While we may only be able to pay attention for 10 minutes at a time, the maximum time limit for sustained attention has been shown to be between 1 and 2 hours. Achieving this also requires multiple “breaks” or “shifts” to keep people engaged. The 2-hour wall is about all that one can tolerate in a single sitting before retention and memory begins to decline and mind wandering can no longer be controlled. Even an elite athlete who trains for two or more hours does not do the same exercise over and over again. Funny how our meeting seems to parallel that structure. As internal stress is one of the important factors modulating attention (“I should be doing this instead of that”), knowing that each segment of the meeting is only 2 hours long makes the entire environment different and more conducive to sustained attention. We know we will have plenty of downtime or face-to-face time on the slopes and in the bar. Compared with other meetings, the WTA does not make you choose between listening to a paper or having a discussion with a colleague. OK, now that I am probably way past the 10-minute mark and probably lost your attention, it is time to reengage you and explore what other factors about our meeting and group makes people more receptive, improve motivation, and enhance learning.

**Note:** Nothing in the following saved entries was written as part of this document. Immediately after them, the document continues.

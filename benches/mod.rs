use criterion::{criterion_group, criterion_main};

mod modem;

criterion_group!(
    benches,
    modem::hex::bench_encode,
    modem::hex::bench_decode,
    modem::parser::bench_terminal_lines,
    modem::parser::bench_notifications
);
criterion_main!(benches);
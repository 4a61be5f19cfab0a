//! MQTT over the module's built-in MQTT client.
//!
//! The module keeps the broker connection; the host drives it with AT
//! commands and receives connection changes and inbound messages as
//! notifications. Payloads travel hex-encoded in both directions.
//!
//! ```text
//! +MQTTSTATE: <state>                                   answers AT+MQTTSTATE
//! +MQTTURC: "conn",<id>,<state>                         0 = connected
//! +MQTTURC: "suback",<id>,...
//! +MQTTURC: "publish",<id>,<msg_id>,"<topic>",<total>,<current>,<hex>
//! ```
//!
//! Large inbound messages arrive in several `publish` notifications and are
//! reassembled before the message callback runs. Only one fragmented message
//! can be in flight per session: the module does not interleave them.
//!
//! ```rust,no_run
//! use libmodem::network::application::mqtt::{AtMqtt, QoS};
//! # use libmodem::modem::{AtModem, SerialPort};
//! # fn demo<S: SerialPort>(modem: &AtModem<S>) -> Result<(), libmodem::Error> {
//! let mut mqtt = AtMqtt::new(modem, 0);
//! mqtt.on_message(|topic, payload| {
//!     println!("{}: {} bytes", topic, payload.len());
//! });
//! mqtt.connect("broker.example.com", 8883, "device-01", "user", "secret")?;
//! mqtt.subscribe("devices/device-01/cmd", QoS::AtLeastOnce)?;
//! mqtt.publish("devices/device-01/status", b"online", QoS::AtMostOnce)?;
//! # Ok(())
//! # }
//! ```

/// MQTT session adapter and supporting types.
pub mod client;

pub use client::{AtMqtt, QoS, SECURE_PORT, state_description};
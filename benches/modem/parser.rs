use criterion::{BatchSize, Criterion, Throughput};
use libmodem::modem::encode_hex;
use libmodem::modem::parser::next_line;

fn drain(buf: &mut Vec<u8>) -> usize {
    let mut lines = 0;
    while next_line(buf).is_some() {
        lines += 1;
    }
    lines
}

pub fn bench_terminal_lines(c: &mut Criterion) {
    let mut group = c.benchmark_group("parse_terminal");
    let input: Vec<u8> = b"OK\r\n460001234567890\r\nERROR\r\n".repeat(50);
    group.throughput(Throughput::Bytes(input.len() as u64));
    group.bench_function("next_line", |b| {
        b.iter_batched_ref(|| input.clone(), |buf| drain(buf), BatchSize::SmallInput)
    });
    group.finish();
}

pub fn bench_notifications(c: &mut Criterion) {
    let mut group = c.benchmark_group("parse_notifications");
    let data = encode_hex(&[0x5Au8; 1024]);
    let line = format!("+MHTTPURC: \"content\",0,4096,1024,1024,{}\r\n", data);
    let input: Vec<u8> = line.as_bytes().repeat(4);
    group.throughput(Throughput::Bytes(input.len() as u64));
    group.bench_function("http_content", |b| {
        b.iter_batched_ref(|| input.clone(), |buf| drain(buf), BatchSize::SmallInput)
    });

    let input: Vec<u8> = b"+MQTTURC: \"publish\",0,1,\"dev/cmd\",5,5,7265736574\r\n+CSQ: 24,99\r\n+CEREG: 1,\"5A1F\",\"0B2C3D4E\",7\r\n"
        .repeat(20);
    group.bench_function("mixed", |b| {
        b.iter_batched_ref(|| input.clone(), |buf| drain(buf), BatchSize::SmallInput)
    });
    group.finish();
}
//! Notification listeners.
//!
//! Adapters observe the shared receive stream by registering a [`UrcHandler`].
//! Every parsed notification is broadcast to every registered handler on the
//! engine's dispatch task; each handler filters by its own session ID.

use std::sync::{Arc, Mutex, PoisonError};

use super::parser::Urc;

/// Something that reacts to parsed notifications.
///
/// Handlers run on the dispatch task. They must not block for long and must
/// never issue commands, since the task that would complete the command is
/// the one running the handler. Set flags, append to buffers, notify waiters.
pub trait UrcHandler: Send + Sync {
    /// Handle one notification.
    fn handle(&self, urc: &Urc);
}

impl<F> UrcHandler for F
where
    F: Fn(&Urc) + Send + Sync,
{
    fn handle(&self, urc: &Urc) {
        self(urc)
    }
}

/// Opaque token returned by registration; pass it back to unregister.
#[derive(Debug, Clone, Copy, PartialEq, Eq, Hash)]
pub struct ListenerHandle(u64);

#[derive(Default)]
struct Entries {
    next_id: u64,
    handlers: Vec<(ListenerHandle, Arc<dyn UrcHandler>)>,
}

/// Registry of handlers keyed by [`ListenerHandle`].
///
/// Registration order is stable but carries no dispatch priority. Dispatch
/// works on a snapshot, so handlers may be added or removed while a
/// notification is being delivered.
#[derive(Default)]
pub struct ListenerRegistry {
    entries: Mutex<Entries>,
}

impl ListenerRegistry {
    /// Create an empty registry.
    pub fn new() -> Self {
        Self::default()
    }

    /// Add a handler and return the handle that removes it again.
    pub fn register(&self, handler: Arc<dyn UrcHandler>) -> ListenerHandle {
        let mut entries = self.entries.lock().unwrap_or_else(PoisonError::into_inner);
        let handle = ListenerHandle(entries.next_id);
        entries.next_id += 1;
        entries.handlers.push((handle, handler));
        handle
    }

    /// Remove a handler. Unknown handles are ignored.
    pub fn unregister(&self, handle: ListenerHandle) {
        let mut entries = self.entries.lock().unwrap_or_else(PoisonError::into_inner);
        entries.handlers.retain(|(h, _)| *h != handle);
    }

    /// Number of registered handlers.
    pub fn len(&self) -> usize {
        self.entries
            .lock()
            .unwrap_or_else(PoisonError::into_inner)
            .handlers
            .len()
    }

    /// `true` when nothing is registered.
    pub fn is_empty(&self) -> bool {
        self.len() == 0
    }

    /// Deliver `urc` to every handler registered at the time of the call.
    pub fn dispatch(&self, urc: &Urc) {
        let snapshot: Vec<Arc<dyn UrcHandler>> = self
            .entries
            .lock()
            .unwrap_or_else(PoisonError::into_inner)
            .handlers
            .iter()
            .map(|(_, handler)| Arc::clone(handler))
            .collect();
        for handler in snapshot {
            handler.handle(urc);
        }
    }
}

impl core::fmt::Debug for ListenerRegistry {
    fn fmt(&self, f: &mut core::fmt::Formatter<'_>) -> core::fmt::Result {
        f.debug_struct("ListenerRegistry")
            .field("len", &self.len())
            .finish()
    }
}

#[cfg(test)]
mod tests {
    use super::*;
    use std::sync::atomic::{AtomicUsize, Ordering};

    #[test]
    fn test_dispatch_reaches_every_handler() {
        let registry = ListenerRegistry::new();
        let hits = Arc::new(AtomicUsize::new(0));
        for _ in 0..3 {
            let hits = Arc::clone(&hits);
            registry.register(Arc::new(move |_: &Urc| {
                hits.fetch_add(1, Ordering::SeqCst);
            }));
        }
        registry.dispatch(&Urc::new("CSQ", Vec::new()));
        assert_eq!(hits.load(Ordering::SeqCst), 3);
    }

    #[test]
    fn test_unregister_removes_only_that_handler() {
        let registry = ListenerRegistry::new();
        let hits = Arc::new(AtomicUsize::new(0));
        let counted = Arc::clone(&hits);
        let first = registry.register(Arc::new(move |_: &Urc| {
            counted.fetch_add(1, Ordering::SeqCst);
        }));
        let counted = Arc::clone(&hits);
        registry.register(Arc::new(move |_: &Urc| {
            counted.fetch_add(10, Ordering::SeqCst);
        }));

        registry.unregister(first);
        registry.unregister(first);
        registry.dispatch(&Urc::new("CSQ", Vec::new()));

        assert_eq!(registry.len(), 1);
        assert_eq!(hits.load(Ordering::SeqCst), 10);
    }

    #[test]
    fn test_handler_may_unregister_during_dispatch() {
        let registry = Arc::new(ListenerRegistry::new());
        let slot: Arc<Mutex<Option<ListenerHandle>>> = Arc::new(Mutex::new(None));
        let (reg, own) = (Arc::clone(&registry), Arc::clone(&slot));
        let handle = registry.register(Arc::new(move |_: &Urc| {
            if let Some(h) = own.lock().unwrap().take() {
                reg.unregister(h);
            }
        }));
        *slot.lock().unwrap() = Some(handle);

        registry.dispatch(&Urc::new("MATREADY", Vec::new()));
        assert!(registry.is_empty());
    }
}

Recently, there has been an increased interest in what is termed mindfulness as it specifically relates to education, learning, and creativity. This is not a new idea. Middle age philosophers held a dichotomous view of the world and life. They described one group of individuals who were involved in “the active life,” those who got along by doing more than thinking—farmers, peasants, merchants, soldiers, surgical residents. Conversely, there were others who were involved in “the contemplative life.” Usually, these were monks and other clergy who not surprisingly were the guardians of knowledge. However, these individuals also had to grow food and brew beer to survive, so their life was not solely devoted to meditation and contemplative thought. In addition, they were surrounded and interacted with like-minded brethren. Sounds like a WTA meeting and maybe a fellowship of monks? Some even skied. Obviously, our world has become complex since the middle ages, which may make time for contemplative thought all that more necessary but unfortunately harder to come by. How difficult it is for us to find an uninterrupted hour simply to read and think? How guilty does that make you feel? Examples of retreating from the day-to-day world to create, write, or paint are legend and well documented. Think Van Gogh at Arles, but locking yourself away in a monastery is not all that practical, and most of us do not really have the 49 days of vacation time that it took for Siddhartha Gautama to reach enlightenment and become Buddha. Imagine explaining that vacation request to your chair or dean?

The good news is that short-course mindfulness training (MT) can achieve some pretty interesting effects. MT involves body relaxation, breath adjustment, and mental imagery to achieve focus and limit mind wandering. Sounds like skiing at the WTA. Since the 1980s, this concept has proliferated in medical centers around the country and has formed the basis of mindfulness-based stress reduction.1 You may even have this in your own medical center or university. Mindfulness-based stress reduction has been used in patients with cancer, stroke, Alzheimer disease, and a host of other conditions with positive results on improving patient outlook and outcomes. It has also been embraced by numerous Fortune 500 companies to enhance executive productivity and reduce stress. In one study, marines (not considered to be the most touchy feely group) who were about to be deployed to Iraq were subjected to a short course of MT. As short as 12 minutes a day, it improved attention and working memory. It also made them more resilient in an austere environment, decreased stress, and allowed them to improve focus and stay on task.2 Short-course MT has also been shown to improve GRE and LSAT test scores.3 I postulate that the WTA meeting structure facilitates subliminal MT and improved education.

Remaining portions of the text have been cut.